Now, I own a dog. Our little Lucy is the queen of our house and definitely the apple of Brian's eye. So, I'm not anti-dog, or anti-cat (I own two cats).
What I am opposed to is people who support cat and dog ownership, but oppose chickens and goats because "they don't belong in the city." To hold that belief one must willfully disregard certain facts about cats and dogs. Cats and dogs are known to bite people, they can carry diseases that transfer to people, and their feces is toxic. Dogs can bark loudly at anything and everything.

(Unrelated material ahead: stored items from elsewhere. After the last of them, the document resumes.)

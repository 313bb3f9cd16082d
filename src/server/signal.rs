// Signal handling module
//
// SIGTERM and SIGINT (Ctrl+C) both request a graceful shutdown.

use std::sync::atomic::{AtomicBool, Ordering};
use std::sync::Arc;
use tokio::sync::Notify;

/// Shutdown coordination shared by the signal task and the accept loop
#[derive(Default)]
pub struct ShutdownSignal {
    notify: Notify,
    requested: AtomicBool,
}

impl ShutdownSignal {
    pub fn new() -> Self {
        Self::default()
    }

    /// Mark shutdown as requested and wake the accept loop
    pub fn trigger(&self) {
        self.requested.store(true, Ordering::SeqCst);
        self.notify.notify_waiters();
    }

    pub fn is_requested(&self) -> bool {
        self.requested.load(Ordering::SeqCst)
    }

    /// Resolve once shutdown has been requested
    pub async fn wait(&self) {
        let notified = self.notify.notified();
        if self.is_requested() {
            return;
        }
        notified.await;
    }
}

/// Spawn the task that listens for termination signals (Unix)
#[cfg(unix)]
pub fn start_signal_handler(shutdown: Arc<ShutdownSignal>) {
    use tokio::signal::unix::{signal, SignalKind};

    tokio::spawn(async move {
        let (mut sigterm, mut sigint) = match (
            signal(SignalKind::terminate()),
            signal(SignalKind::interrupt()),
        ) {
            (Ok(term), Ok(int)) => (term, int),
            (Err(e), _) | (_, Err(e)) => {
                crate::logger::log_error(&format!("Failed to register signal handlers: {e}"));
                return;
            }
        };

        tokio::select! {
            _ = sigterm.recv() => crate::logger::write_info("\n[SIGNAL] SIGTERM received"),
            _ = sigint.recv() => crate::logger::write_info("\n[SIGNAL] SIGINT received (Ctrl+C)"),
        }
        shutdown.trigger();
    });
}

/// Windows fallback - only handles Ctrl+C
#[cfg(not(unix))]
pub fn start_signal_handler(shutdown: Arc<ShutdownSignal>) {
    tokio::spawn(async move {
        if let Ok(()) = tokio::signal::ctrl_c().await {
            crate::logger::write_info("\n[SIGNAL] Ctrl+C received");
            shutdown.trigger();
        }
    });
}
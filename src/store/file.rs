// Directory-backed document store
// Each collection is a `<collection>.jsonl` file under `<root>/<database>`

use std::fs::{self, OpenOptions};
use std::io::Write;
use std::path::{Path, PathBuf};
use std::sync::Mutex;

use super::{DocumentStore, StoreError};

const COLLECTION_EXT: &str = "jsonl";

/// JSON-lines document store
pub struct JsonLinesStore {
    name: String,
    dir: PathBuf,
    // Serializes appends so concurrent lines never interleave
    write_lock: Mutex<()>,
}

impl JsonLinesStore {
    /// Open a store rooted at `url` (plain path or `file://` URL).
    ///
    /// Nothing touches the filesystem here; a bad location surfaces on first use.
    pub fn open(url: &str, name: &str) -> Self {
        let root = url.strip_prefix("file://").unwrap_or(url);
        Self {
            name: name.to_string(),
            dir: Path::new(root).join(name),
            write_lock: Mutex::new(()),
        }
    }

    #[cfg(test)]
    pub fn dir(&self) -> &Path {
        &self.dir
    }

    fn collection_path(&self, collection: &str) -> Result<PathBuf, StoreError> {
        let valid = !collection.is_empty()
            && collection
                .chars()
                .all(|c| c.is_ascii_alphanumeric() || c == '_' || c == '-');
        if !valid {
            return Err(StoreError::InvalidCollection(collection.to_string()));
        }
        Ok(self.dir.join(format!("{collection}.{COLLECTION_EXT}")))
    }

    /// Read back every document of a collection
    #[cfg(test)]
    pub fn documents(&self, collection: &str) -> Result<Vec<serde_json::Value>, StoreError> {
        let path = self.collection_path(collection)?;
        let content = fs::read_to_string(&path)
            .map_err(|e| StoreError::io(format!("read {}", path.display()), e))?;
        content
            .lines()
            .map(|line| serde_json::from_str(line).map_err(StoreError::from))
            .collect()
    }
}

impl DocumentStore for JsonLinesStore {
    fn name(&self) -> &str {
        &self.name
    }

    fn insert_one(&self, collection: &str, document: &serde_json::Value) -> Result<(), StoreError> {
        let path = self.collection_path(collection)?;
        let mut line = serde_json::to_string(document)?;
        line.push('\n');

        let _guard = self
            .write_lock
            .lock()
            .unwrap_or_else(std::sync::PoisonError::into_inner);

        fs::create_dir_all(&self.dir)
            .map_err(|e| StoreError::io(format!("create {}", self.dir.display()), e))?;
        let mut file = OpenOptions::new()
            .create(true)
            .append(true)
            .open(&path)
            .map_err(|e| StoreError::io(format!("open {}", path.display()), e))?;
        file.write_all(line.as_bytes())
            .map_err(|e| StoreError::io(format!("write {}", path.display()), e))
    }

    fn list_collection_names(&self) -> Result<Vec<String>, StoreError> {
        let entries = fs::read_dir(&self.dir)
            .map_err(|e| StoreError::io(format!("list {}", self.dir.display()), e))?;

        let mut names = Vec::new();
        for entry in entries {
            let path = entry
                .map_err(|e| StoreError::io(format!("list {}", self.dir.display()), e))?
                .path();
            if path.extension().and_then(|e| e.to_str()) != Some(COLLECTION_EXT) {
                continue;
            }
            if let Some(stem) = path.file_stem().and_then(|s| s.to_str()) {
                names.push(stem.to_string());
            }
        }
        names.sort();
        Ok(names)
    }
}

#[cfg(test)]
mod tests {
    use super::*;
    use serde_json::json;
    use tempfile::TempDir;

    #[test]
    fn test_open_strips_file_scheme() {
        let store = JsonLinesStore::open("file:///var/lib/energy", "prod");
        assert_eq!(store.dir(), Path::new("/var/lib/energy/prod"));
        assert_eq!(store.name(), "prod");
    }

    #[test]
    fn test_insert_then_list() {
        let tmp = TempDir::new().unwrap();
        let store = JsonLinesStore::open(tmp.path().to_str().unwrap(), "energy");

        store.insert_one("contact", &json!({"name": "Jo"})).unwrap();
        store.insert_one("contact", &json!({"name": "Al"})).unwrap();
        store.insert_one("audit", &json!({"event": "boot"})).unwrap();

        assert_eq!(store.list_collection_names().unwrap(), vec!["audit", "contact"]);
        let docs = store.documents("contact").unwrap();
        assert_eq!(docs.len(), 2);
        assert_eq!(docs[1]["name"], "Al");
    }

    #[test]
    fn test_list_ignores_foreign_files() {
        let tmp = TempDir::new().unwrap();
        let store = JsonLinesStore::open(tmp.path().to_str().unwrap(), "energy");
        fs::create_dir_all(store.dir()).unwrap();
        fs::write(store.dir().join("notes.txt"), "hi").unwrap();
        assert!(store.list_collection_names().unwrap().is_empty());
    }

    #[test]
    fn test_list_fails_when_database_dir_missing() {
        let tmp = TempDir::new().unwrap();
        let store = JsonLinesStore::open(tmp.path().to_str().unwrap(), "never-created");
        assert!(matches!(
            store.list_collection_names(),
            Err(StoreError::Io { .. })
        ));
    }

    #[test]
    fn test_rejects_path_like_collection() {
        let tmp = TempDir::new().unwrap();
        let store = JsonLinesStore::open(tmp.path().to_str().unwrap(), "energy");
        let err = store.insert_one("../escape", &json!({})).unwrap_err();
        assert!(matches!(err, StoreError::InvalidCollection(_)));
    }

    #[test]
    fn test_insert_fails_when_root_is_a_file() {
        let tmp = TempDir::new().unwrap();
        let blocker = tmp.path().join("blocker");
        fs::write(&blocker, "not a directory").unwrap();
        let store = JsonLinesStore::open(blocker.to_str().unwrap(), "energy");
        assert!(store.insert_one("contact", &json!({})).is_err());
    }
}
//! HTTP protocol layer module
//!
//! Response builders and the cross-origin policy, decoupled from the handlers.

pub mod cors;
pub mod response;

pub use cors::{apply_cors, build_preflight_response, is_preflight};
pub use response::{
    build_400_response, build_404_response, build_405_response, build_413_response, json_response,
};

In contrast, chickens and goats do not bite people, do not carry rabies or anything like it, and their feces is easily compostable. In fact, these animals are great at converting kitchen and garden waste into usable fertilizer. Plus, although goats and chickens may make noise occasionally, it is no comparison to dogs (specifically, the dogs in my neighborhood).
Now, Robert and Brenda Vale have analyzed the carbon footprint of dogs, giving us another fact to consider when looking honestly at the animals we surround ourselves with. The last paragraph of this article made me smile:
"But the best way of compensating for that paw or clawprint is to make sure your animal is dual purpose, the Vales urge. Get a hen, which offsets its impact by laying edible eggs, or a rabbit, prepared to make the ultimate environmental sacrifice by ending up on the dinner table."
"Get a hen," indeed! If only it were that simple.